Step 2: Create Your Cluster
Login with your newly created account at http://service.bityota.com
Next, go to the Admin screen at the top right in the UI. Then select the Cluster tab in the Admin screen and click on +New Cluster button. Depending on the Plan you signed up for, you have the option to add one or more nodes to your cluster. The BitYota DWS offers 2 types of nodes: Compute and Data. A Data node is holds your data and has some processing power whereas a Compute node stores no data and is used purely to improve performance by adding pure processing power to your cluster. You will need 1 data node at a minimum to get started.

Figure
1: Add a new Cluster
Step 3: Load Your Data
Click on the Data tab in the UI and click on the +New Source button. Select the type of data source you want to load from, give it a name and enter the relevant details to connect to it. In the example below, we show how to configure an Amazon Simple Storage Service(S3) data source.
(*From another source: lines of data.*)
//! Storage representation of posts in the document store.

use chrono::{DateTime, SecondsFormat, Utc};
use mongodb::bson::{Document, doc};
use serde::{Deserialize, Serialize};

use blog_core::domain::{DateKey, Post, PostEdit, PostFilter};
use blog_core::error::RepoError;

/// A post as stored: date parts as 64-bit integers, timestamps as RFC 3339 text.
#[derive(Debug, Clone, PartialEq, Eq, Serialize, Deserialize)]
pub struct PostDocument {
    #[serde(default)]
    pub title: String,
    #[serde(default)]
    pub content: String,
    #[serde(default)]
    pub day: i64,
    #[serde(default)]
    pub month: i64,
    #[serde(default)]
    pub year: i64,
    #[serde(rename = "createdAt", default)]
    pub created_at: String,
    #[serde(rename = "updatedAt", default)]
    pub updated_at: String,
}

fn format_timestamp(ts: DateTime<Utc>) -> String {
    ts.to_rfc3339_opts(SecondsFormat::Secs, true)
}

fn parse_timestamp(raw: &str) -> Result<Option<DateTime<Utc>>, RepoError> {
    if raw.is_empty() {
        return Ok(None);
    }
    DateTime::parse_from_rfc3339(raw)
        .map(|ts| Some(ts.with_timezone(&Utc)))
        .map_err(|e| RepoError::Query(format!("invalid stored timestamp {raw:?}: {e}")))
}

fn date_part(name: &str, value: i64) -> Result<u32, RepoError> {
    u32::try_from(value)
        .map_err(|_| RepoError::Query(format!("invalid stored {name}: {value}")))
}

/// Conversion from a stored document to the domain post.
impl TryFrom<PostDocument> for Post {
    type Error = RepoError;

    fn try_from(document: PostDocument) -> Result<Self, Self::Error> {
        Ok(Self {
            title: document.title,
            content: document.content,
            day: date_part("day", document.day)?,
            month: date_part("month", document.month)?,
            year: date_part("year", document.year)?,
            created_at: parse_timestamp(&document.created_at)?,
            updated_at: parse_timestamp(&document.updated_at)?,
        })
    }
}

/// Conversion from the domain post to its stored document.
impl From<Post> for PostDocument {
    fn from(post: Post) -> Self {
        Self {
            title: post.title,
            content: post.content,
            day: i64::from(post.day),
            month: i64::from(post.month),
            year: i64::from(post.year),
            created_at: post.created_at.map(format_timestamp).unwrap_or_default(),
            updated_at: post.updated_at.map(format_timestamp).unwrap_or_default(),
        }
    }
}

/// Query document holding only the fields the filter constrains.
pub fn filter_document(filter: &PostFilter) -> Document {
    let mut document = Document::new();
    if let Some(year) = filter.year {
        document.insert("year", i64::from(year));
    }
    if let Some(month) = filter.month {
        document.insert("month", i64::from(month));
    }
    if let Some(day) = filter.day {
        document.insert("day", i64::from(day));
    }
    document
}

/// Exact match on a date key.
pub fn key_document(key: &DateKey) -> Document {
    doc! {
        "year": i64::from(key.year()),
        "month": i64::from(key.month()),
        "day": i64::from(key.day()),
    }
}

/// `$set` update for the editable fields.
pub fn edit_document(edit: PostEdit) -> Document {
    doc! {
        "$set": {
            "title": edit.title,
            "content": edit.content,
            "updatedAt": format_timestamp(edit.updated_at),
        }
    }
}
use std::sync::Arc;

use anyhow::Context;
use clap::Parser;
use secrecy::ExposeSecret;
use tracing_subscriber::EnvFilter;

use flowsmith::{build_workflow_graph, ChatDriver, Cli, Console, Settings, TerminalConsole};
use flowsmith_core::RunnableExt;
use flowsmith_llm::{GoogleClient, PromptGenerator, TextGenerator};

#[tokio::main]
async fn main() -> anyhow::Result<()> {
    dotenvy::dotenv().ok();

    tracing_subscriber::fmt()
        .with_env_filter(
            EnvFilter::try_from_default_env().unwrap_or_else(|_| EnvFilter::new("warn")),
        )
        .with_writer(std::io::stderr)
        .init();

    let settings = Settings::from_cli(Cli::parse())?;
    tracing::info!(model = %settings.model, "starting flowsmith");

    let client = GoogleClient::new(
        settings.api_key.expose_secret().as_str(),
        settings.model.clone(),
    )
    .context("failed to create the Gemini client")?
    .with_base_url(settings.base_url.clone());
    let generator: Arc<dyn TextGenerator> = Arc::new(
        PromptGenerator::new(client, settings.model.clone()).with_retries(settings.llm_retries),
    );

    let console: Arc<dyn Console> =
        Arc::new(TerminalConsole::new().context("failed to open the terminal")?);
    let graph = build_workflow_graph(generator, console.clone(), &settings.workflow, None);

    ChatDriver::new(graph, console)
        .run()
        .await
        .context("agent builder session failed")?;
    Ok(())
}
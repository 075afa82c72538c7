//! Console I/O for the chat loop.
//!
//! [`TerminalConsole`] keeps a `rustyline` editor on its own thread so that a
//! blocking read never stalls the async runtime. Prompts are sent to that
//! thread over a channel and the line comes back on a oneshot.

use std::sync::mpsc;
use std::thread;

use async_trait::async_trait;
use flowsmith_core::FlowsmithError;
use rustyline::error::ReadlineError;
use rustyline::DefaultEditor;
use tokio::sync::oneshot;

/// What the user did at a prompt.
#[derive(Debug, Clone, PartialEq, Eq)]
pub enum InputEvent {
    /// A submitted line, without the trailing newline.
    Line(String),
    /// Input closed: Ctrl+D, Ctrl+C or end of a piped stream.
    Eof,
}

#[async_trait]
pub trait Console: Send + Sync {
    async fn read_line(&self, prompt: &str) -> Result<InputEvent, FlowsmithError>;

    fn print(&self, text: &str);
}

struct ReadRequest {
    prompt: String,
    reply: oneshot::Sender<Result<InputEvent, FlowsmithError>>,
}

pub struct TerminalConsole {
    requests: mpsc::Sender<ReadRequest>,
}

impl TerminalConsole {
    pub fn new() -> Result<Self, FlowsmithError> {
        let (requests, inbox) = mpsc::channel::<ReadRequest>();
        let (ready_tx, ready_rx) = mpsc::channel::<Result<(), FlowsmithError>>();

        thread::Builder::new()
            .name("flowsmith-input".to_string())
            .spawn(move || {
                let mut editor = match DefaultEditor::new() {
                    Ok(editor) => {
                        let _ = ready_tx.send(Ok(()));
                        editor
                    }
                    Err(err) => {
                        let _ = ready_tx.send(Err(readline_error(err)));
                        return;
                    }
                };

                // Ends when the console is dropped.
                while let Ok(request) = inbox.recv() {
                    let event = match editor.readline(&request.prompt) {
                        Ok(line) => {
                            if !line.trim().is_empty() {
                                let _ = editor.add_history_entry(line.as_str());
                            }
                            Ok(InputEvent::Line(line))
                        }
                        Err(ReadlineError::Interrupted) | Err(ReadlineError::Eof) => {
                            Ok(InputEvent::Eof)
                        }
                        Err(err) => Err(readline_error(err)),
                    };
                    let _ = request.reply.send(event);
                }
            })?;

        ready_rx.recv().map_err(|_| {
            FlowsmithError::Custom("input thread exited during startup".to_string())
        })??;

        Ok(Self { requests })
    }
}

fn readline_error(err: ReadlineError) -> FlowsmithError {
    match err {
        ReadlineError::Io(err) => FlowsmithError::Io(err),
        other => FlowsmithError::Custom(format!("readline failed: {other}")),
    }
}

#[async_trait]
impl Console for TerminalConsole {
    async fn read_line(&self, prompt: &str) -> Result<InputEvent, FlowsmithError> {
        let (reply, response) = oneshot::channel();
        self.requests
            .send(ReadRequest {
                prompt: prompt.to_string(),
                reply,
            })
            .map_err(|_| FlowsmithError::Custom("input thread is gone".to_string()))?;

        response
            .await
            .map_err(|_| FlowsmithError::Custom("input thread dropped the request".to_string()))?
    }

    fn print(&self, text: &str) {
        println!("{text}");
    }
}
use flowsmith_core::{StateSchema, Value};
use serde::{Deserialize, Serialize};

/// Prefix (case-insensitive) that accepts the current draft.
pub const CONFIRMATION_TOKEN: &str = "yes";
/// Input (case-insensitive) that ends the session at any prompt.
pub const EXIT_TOKEN: &str = "exit";

pub fn is_confirmation(feedback: &str) -> bool {
    feedback
        .trim_start()
        .to_lowercase()
        .starts_with(CONFIRMATION_TOKEN)
}

pub fn is_exit(input: &str) -> bool {
    input.trim().eq_ignore_ascii_case(EXIT_TOKEN)
}

#[derive(Clone, Debug, Default, PartialEq, Eq, Serialize, Deserialize)]
pub struct ParsedRequirements {
    pub goal: String,
}

/// Data threaded between the workflow steps.
#[derive(Clone, Debug, Default, PartialEq, Serialize, Deserialize)]
pub struct WorkflowState {
    pub requirements: String,
    pub parsed: Option<ParsedRequirements>,
    pub draft: Option<String>,
    pub user_feedback: Option<String>,
    pub confirmed: bool,
    pub final_json: Option<Value>,
    /// Completed `update` steps.
    pub revisions: u32,
    pub exit_requested: bool,
}

impl WorkflowState {
    pub fn new(requirements: impl Into<String>) -> Self {
        Self {
            requirements: requirements.into(),
            ..Default::default()
        }
    }
}

/// Fields a step changed. `None` leaves the current value in place.
#[derive(Clone, Debug, Default, PartialEq, Serialize, Deserialize)]
pub struct WorkflowUpdate {
    pub parsed: Option<ParsedRequirements>,
    pub draft: Option<String>,
    pub user_feedback: Option<String>,
    pub confirmed: Option<bool>,
    pub final_json: Option<Value>,
    pub revisions: Option<u32>,
    pub exit_requested: Option<bool>,
}

impl StateSchema for WorkflowState {
    type Update = WorkflowUpdate;

    fn apply(current: &Self, update: WorkflowUpdate) -> Self {
        let mut next = current.clone();
        if let Some(parsed) = update.parsed {
            next.parsed = Some(parsed);
        }
        if let Some(draft) = update.draft {
            next.draft = Some(draft);
        }
        if let Some(feedback) = update.user_feedback {
            next.user_feedback = Some(feedback);
        }
        if let Some(confirmed) = update.confirmed {
            next.confirmed = confirmed;
        }
        if let Some(final_json) = update.final_json {
            next.final_json = Some(final_json);
        }
        if let Some(revisions) = update.revisions {
            next.revisions = revisions;
        }
        if let Some(exit_requested) = update.exit_requested {
            next.exit_requested = exit_requested;
        }
        next
    }

    fn trace_repr(&self) -> String {
        format!(
            "requirements={:?} draft={} feedback={:?} confirmed={} revisions={} final={}",
            self.requirements,
            self.draft.as_ref().map(|d| d.len()).unwrap_or(0),
            self.user_feedback,
            self.confirmed,
            self.revisions,
            self.final_json.is_some()
        )
    }
}
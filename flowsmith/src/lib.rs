//! Interactive builder that turns plain-language agent requirements into a
//! reviewed, machine-readable workflow definition.

pub mod config;
pub mod console;
pub mod driver;
pub mod prompts;
pub mod workflow;

pub use config::{Cli, Settings};
pub use console::{Console, InputEvent, TerminalConsole};
pub use driver::{ChatDriver, DriverError, RunOutcome, RunReport};
pub use workflow::{build_workflow_graph, WorkflowGraph, WorkflowOptions, WorkflowState};
use std::sync::Mutex;

use async_trait::async_trait;
use flowsmith_core::{FlowsmithError, Runnable};
use flowsmith_llm::{LlmRequest, LlmResponse, PromptGenerator, Role, TextGenerator};

#[derive(Default)]
struct RecordingLlm {
    requests: Mutex<Vec<LlmRequest>>,
}

#[async_trait]
impl Runnable<LlmRequest, LlmResponse> for RecordingLlm {
    async fn invoke(&self, input: LlmRequest) -> Result<LlmResponse, FlowsmithError> {
        let reply = format!("echo: {}", input.messages[0].content);
        self.requests.lock().unwrap().push(input);
        Ok(LlmResponse { content: reply })
    }
}

fn assert_text_generator<T: TextGenerator>(_: &T) {}

#[tokio::test]
async fn prompt_generator_sends_single_user_message() {
    let generator = PromptGenerator::new(RecordingLlm::default(), "gemini-2.5-flash");
    assert_text_generator(&generator);

    let output = generator.invoke("draft a workflow".to_string()).await.unwrap();
    assert_eq!(output, "echo: draft a workflow");

    let requests = generator_requests(&generator);
    assert_eq!(requests.len(), 1);
    assert_eq!(requests[0].model, "gemini-2.5-flash");
    assert_eq!(requests[0].messages.len(), 1);
    assert_eq!(requests[0].messages[0].role, Role::User);
}

fn generator_requests(generator: &PromptGenerator<RecordingLlm>) -> Vec<LlmRequest> {
    generator.llm().requests.lock().unwrap().clone()
}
Figure 2: Add a new Data Source
Next, tell us a bit more about the actual data you want to load. Click on the +New Set button.
Select the data source corresponding to the data and enter relevant details to
kick off the discovery process. See the example below. Base Path is the top
level S3 bucket/base path for where all the data files for that data set are
located. Sample Path is an example file path for your data set.
Figure 3: Add a new Data Set

s3://<bucketname>/<path>/<date-time>/<filename>
(e.g. daily
data from a TPCH customer feed is stored in path : s3://bityota-demo-data/tpch/customers/2012-11-05/customers.tbl.gz).
Files must be
organized (JSON, CSV or any other field delimiter separated) to have one line
per record. Pretty printed JSON documents where each record spans multiple
lines are not currently supported. For example:
{ "_id": "record 1", .... }
{ "_id": "record 2", .... }
By default all files under base path directory are considered part of the data set. In case,you would like to consider a specific file for a data set, specify the same file path in both base path and sample path.
eg.
Base path: s3://bityota-demo-data/tpch/nations/nations.tbl.gz
Sample path:
s3://bityota-demo-data/tpch/nations/nations.tbl.gz
Recurring loads (daily, hourly or by the minute) can be done by organizing the files in a subdirectory with the date, hour or minute in commonly used formats.
| Data Feed Frequency | Format |
|---|---|
| Daily | YYYYMMDD |
| YYYY-MM-DD | |
| DD-MM-YYYY | |
| Hourly | YYYYMMDDHH |
| YYYY-MM-DD-HH | |
| DD-MM-YYYY-HH | |
| Minute by minute | YYYYMMDDHHmm |
| YYYY-MM-DD-HH-mm | |
| DD-MM-YYYY-HH-mm |
Table 1: Date/time Formats Supported By BitYota
Within a few minutes, BitYota‘s data integration adapter
auto-discovers the format, schema, amount of data and its rate of
arrival/change of your data set. Before load, you have an option to preview
this as well as override any discovered settings. When you override discovered settings, the system will initiate a rediscovery
to confirm the new settings.

Figure 4: Preview Data
You can also
override the schema with the Change Schema option by providing the schema in the following format:
{"schema": [{"column_map": [
{ "name":"id", "type":
"int","load":true},
{ "name":"order_detail_id",
"type": "int","load":false}
]}]}
By default, your data will be loaded into a row-oriented table with a random partitioning scheme. You can override this from the Advanced Settings screen. From here, you can choose the table format(row or column) and partitioning scheme (Range, Random, or Hash) and sub-partitioning scheme (Range, Random or Hash) for your final table. If you select Range or Hash partitioning, then you will need to select the column and the data ranges to create partitions from.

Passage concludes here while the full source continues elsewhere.